*TASK DIRECTIONS:* Would you please write out each entry that follows, exactly as written?
** INPUT DATA follows **
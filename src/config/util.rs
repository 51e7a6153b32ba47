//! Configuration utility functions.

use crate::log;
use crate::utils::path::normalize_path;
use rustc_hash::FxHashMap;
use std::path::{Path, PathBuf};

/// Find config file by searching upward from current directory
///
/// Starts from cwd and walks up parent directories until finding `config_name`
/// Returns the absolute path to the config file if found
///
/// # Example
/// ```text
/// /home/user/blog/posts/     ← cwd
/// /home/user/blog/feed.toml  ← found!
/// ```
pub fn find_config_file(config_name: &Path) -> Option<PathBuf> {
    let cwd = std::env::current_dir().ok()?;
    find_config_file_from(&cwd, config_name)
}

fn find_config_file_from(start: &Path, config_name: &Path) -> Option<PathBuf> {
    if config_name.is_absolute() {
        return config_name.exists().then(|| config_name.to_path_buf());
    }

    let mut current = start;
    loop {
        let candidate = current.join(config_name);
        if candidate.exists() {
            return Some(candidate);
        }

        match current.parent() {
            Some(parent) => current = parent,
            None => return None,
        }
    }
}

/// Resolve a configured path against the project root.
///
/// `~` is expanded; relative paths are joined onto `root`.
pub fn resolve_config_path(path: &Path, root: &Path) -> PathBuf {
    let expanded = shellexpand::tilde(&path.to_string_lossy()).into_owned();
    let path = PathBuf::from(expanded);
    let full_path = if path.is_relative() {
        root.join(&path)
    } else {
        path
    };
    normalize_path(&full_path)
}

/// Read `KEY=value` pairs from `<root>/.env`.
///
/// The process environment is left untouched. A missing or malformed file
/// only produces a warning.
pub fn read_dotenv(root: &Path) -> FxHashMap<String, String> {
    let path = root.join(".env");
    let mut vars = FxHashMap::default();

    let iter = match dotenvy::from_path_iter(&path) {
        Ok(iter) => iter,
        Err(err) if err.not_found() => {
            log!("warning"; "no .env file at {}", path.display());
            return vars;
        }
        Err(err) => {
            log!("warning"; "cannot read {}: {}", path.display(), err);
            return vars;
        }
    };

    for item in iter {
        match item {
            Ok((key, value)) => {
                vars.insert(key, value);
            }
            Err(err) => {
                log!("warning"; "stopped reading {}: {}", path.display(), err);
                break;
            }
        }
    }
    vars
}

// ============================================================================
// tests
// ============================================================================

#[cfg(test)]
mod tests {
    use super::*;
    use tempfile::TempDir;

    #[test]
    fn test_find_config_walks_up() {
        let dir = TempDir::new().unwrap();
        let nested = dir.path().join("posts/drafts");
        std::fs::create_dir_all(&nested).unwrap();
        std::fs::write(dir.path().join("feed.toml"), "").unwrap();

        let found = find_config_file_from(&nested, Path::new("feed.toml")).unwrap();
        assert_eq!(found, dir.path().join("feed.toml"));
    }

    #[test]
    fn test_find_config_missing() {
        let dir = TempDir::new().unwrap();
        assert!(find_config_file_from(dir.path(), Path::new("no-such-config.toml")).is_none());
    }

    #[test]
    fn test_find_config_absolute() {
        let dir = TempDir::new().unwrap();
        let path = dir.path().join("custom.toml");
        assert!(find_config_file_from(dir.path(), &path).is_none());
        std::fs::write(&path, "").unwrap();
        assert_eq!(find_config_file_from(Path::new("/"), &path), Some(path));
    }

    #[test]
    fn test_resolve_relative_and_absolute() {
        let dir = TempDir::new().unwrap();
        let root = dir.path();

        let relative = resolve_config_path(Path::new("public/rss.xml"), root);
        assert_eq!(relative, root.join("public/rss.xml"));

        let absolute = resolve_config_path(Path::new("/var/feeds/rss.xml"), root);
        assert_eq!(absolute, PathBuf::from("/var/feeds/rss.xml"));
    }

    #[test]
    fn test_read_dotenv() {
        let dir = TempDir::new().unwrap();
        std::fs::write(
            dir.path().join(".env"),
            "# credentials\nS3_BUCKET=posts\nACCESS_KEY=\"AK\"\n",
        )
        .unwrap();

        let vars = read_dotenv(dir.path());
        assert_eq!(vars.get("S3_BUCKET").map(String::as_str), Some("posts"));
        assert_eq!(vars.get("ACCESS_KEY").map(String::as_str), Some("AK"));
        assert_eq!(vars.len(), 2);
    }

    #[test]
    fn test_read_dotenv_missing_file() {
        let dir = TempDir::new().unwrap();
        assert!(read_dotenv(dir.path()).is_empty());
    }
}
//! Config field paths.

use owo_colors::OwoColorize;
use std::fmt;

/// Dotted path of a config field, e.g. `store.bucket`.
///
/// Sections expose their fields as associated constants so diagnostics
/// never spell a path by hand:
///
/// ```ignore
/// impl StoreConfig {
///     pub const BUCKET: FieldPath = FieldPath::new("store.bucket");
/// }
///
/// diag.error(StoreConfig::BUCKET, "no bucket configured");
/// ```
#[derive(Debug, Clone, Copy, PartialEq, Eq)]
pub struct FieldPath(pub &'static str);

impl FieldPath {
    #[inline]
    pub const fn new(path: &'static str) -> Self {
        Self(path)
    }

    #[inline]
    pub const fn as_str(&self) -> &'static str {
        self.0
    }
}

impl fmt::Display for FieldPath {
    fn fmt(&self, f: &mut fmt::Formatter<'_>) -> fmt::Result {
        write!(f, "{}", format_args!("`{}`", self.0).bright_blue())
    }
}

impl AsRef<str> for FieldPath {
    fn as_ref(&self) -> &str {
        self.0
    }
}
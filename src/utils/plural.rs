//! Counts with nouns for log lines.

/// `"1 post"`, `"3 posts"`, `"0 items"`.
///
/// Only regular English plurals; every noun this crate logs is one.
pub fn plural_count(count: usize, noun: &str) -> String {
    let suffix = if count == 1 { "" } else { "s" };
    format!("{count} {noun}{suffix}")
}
** End of INPUT DATA **
*SOLUTION TO THE PROBLEM:*
filename src/config/util.rs
repository 51e7a6153b32ba47
//! Configuration utility functions.

use crate::log;
use crate::utils::path::normalize_path;
use rustc_hash::FxHashMap;
use std::path::{Path, PathBuf};

/// Find config file by searching upward from current directory
///
/// Starts from cwd and walks up parent directories until finding `config_name`
/// Returns the absolute path to the config file if found
///
/// # Example
/// ```text
/// /home/user/blog/posts/     ← cwd
/// /home/user/blog/feed.toml  ← found!
/// ```
pub fn find_config_file(config_name: &Path) -> Option<PathBuf> {
    let cwd = std::env::current_dir().ok()?;
    find_config_file_from(&cwd, config_name)
}

fn find_config_file_from(start: &Path, config_name: &Path) -> Option<PathBuf> {
    if config_name.is_absolute() {
        return config_name.exists().then(|| config_name.to_path_buf());
    }

    let mut current = start;
    loop {
        let candidate = current.join(config_name);
        if candidate.exists() {
            return Some(candidate);
        }

        match current.parent() {
            Some(parent) => current = parent,
            None => return None,
        }
    }
}

/// Resolve a configured path against the project root.
///
/// `~` is expanded; relative paths are joined onto `root`.
pub fn resolve_config_path(path: &Path, root: &Path) -> PathBuf {
    let expanded = shellexpand::tilde(&path.to_string_lossy()).into_owned();
    let path = PathBuf::from(expanded);
    let full_path = if path.is_relative() {
        root.join(&path)
    } else {
        path
    };
    normalize_path(&full_path)
}

/// Read `KEY=value` pairs from `<root>/.env`.
///
/// The process environment is left untouched. A missing or malformed file
/// only produces a warning.
pub fn read_dotenv(root: &Path) -> FxHashMap<String, String> {
    let path = root.join(".env");
    let mut vars = FxHashMap::default();

    let iter = match dotenvy::from_path_iter(&path) {
        Ok(iter) => iter,
        Err(err) if err.not_found() => {
            log!("warning"; "no .env file at {}", path.display());
            return vars;
        }
        Err(err) => {
            log!("warning"; "cannot read {}: {}", path.display(), err);
            return vars;
        }
    };

    for item in iter {
        match item {
            Ok((key, value)) => {
                vars.insert(key, value);
            }
            Err(err) => {
                log!("warning"; "stopped reading {}: {}", path.display(), err);
                break;
            }
        }
    }
    vars
}

// ============================================================================
// tests
// ============================================================================

#[cfg(test)]
mod tests {
    use super::*;
    use tempfile::TempDir;

    #[test]
    fn test_find_config_walks_up() {
        let dir = TempDir::new().unwrap();
        let nested = dir.path().join("posts/drafts");
        std::fs::create_dir_all(&nested).unwrap();
        std::fs::write(dir.path().join("feed.toml"), "").unwrap();

        let found = find_config_file_from(&nested, Path::new("feed.toml")).unwrap();
        assert_eq!(found, dir.path().join("feed.toml"));
    }

    #[test]
    fn test_find_config_missing() {
        let dir = TempDir::new().unwrap();
        assert!(find_config_file_from(dir.path(), Path::new("no-such-config.toml")).is_none());
    }

    #[test]
    fn test_find_config_absolute() {
        let dir = TempDir::new().unwrap();
        let path = dir.path().join("custom.toml");
        assert!(find_config_file_from(dir.path(), &path).is_none());
        std::fs::write(&path, "").unwrap();
        assert_eq!(find_config_file_from(Path::new("/"), &path), Some(path));
    }

    #[test]
    fn test_resolve_relative_and_absolute() {
        let dir = TempDir::new().unwrap();
        let root = dir.path();

        let relative = resolve_config_path(Path::new("public/rss.xml"), root);
        assert_eq!(relative, root.join("public/rss.xml"));

        let absolute = resolve_config_path(Path::new("/var/feeds/rss.xml"), root);
        assert_eq!(absolute, PathBuf::from("/var/feeds/rss.xml"));
    }

    #[test]
    fn test_read_dotenv() {
        let dir = TempDir::new().unwrap();
        std::fs::write(
            dir.path().join(".env"),
            "# credentials\nS3_BUCKET=posts\nACCESS_KEY=\"AK\"\n",
        )
        .unwrap();

        let vars = read_dotenv(dir.path());
        assert_eq!(vars.get("S3_BUCKET").map(String::as_str), Some("posts"));
        assert_eq!(vars.get("ACCESS_KEY").map(String::as_str), Some("AK"));
        assert_eq!(vars.len(), 2);
    }

    #[test]
    fn test_read_dotenv_missing_file() {
        let dir = TempDir::new().unwrap();
        assert!(read_dotenv(dir.path()).is_empty());
    }
}
//! Config field paths.

use owo_colors::OwoColorize;
use std::fmt;

/// Dotted path of a config field, e.g. `store.bucket`.
///
/// Sections expose their fields as associated constants so diagnostics
/// never spell a path by hand:
///
/// ```ignore
/// impl StoreConfig {
///     pub const BUCKET: FieldPath = FieldPath::new("store.bucket");
/// }
///
/// diag.error(StoreConfig::BUCKET, "no bucket configured");
/// ```
#[derive(Debug, Clone, Copy, PartialEq, Eq)]
pub struct FieldPath(pub &'static str);

impl FieldPath {
    #[inline]
    pub const fn new(path: &'static str) -> Self {
        Self(path)
    }

    #[inline]
    pub const fn as_str(&self) -> &'static str {
        self.0
    }
}

impl fmt::Display for FieldPath {
    fn fmt(&self, f: &mut fmt::Formatter<'_>) -> fmt::Result {
        write!(f, "{}", format_args!("`{}`", self.0).bright_blue())
    }
}

impl AsRef<str> for FieldPath {
    fn as_ref(&self) -> &str {
        self.0
    }
}
filename src/utils/plural.rs
//! Counts with nouns for log lines.

/// `"1 post"`, `"3 posts"`, `"0 items"`.
///
/// Only regular English plurals; every noun this crate logs is one.
pub fn plural_count(count: usize, noun: &str) -> String {
    let suffix = if count == 1 { "" } else { "s" };
    format!("{count} {noun}{suffix}")
}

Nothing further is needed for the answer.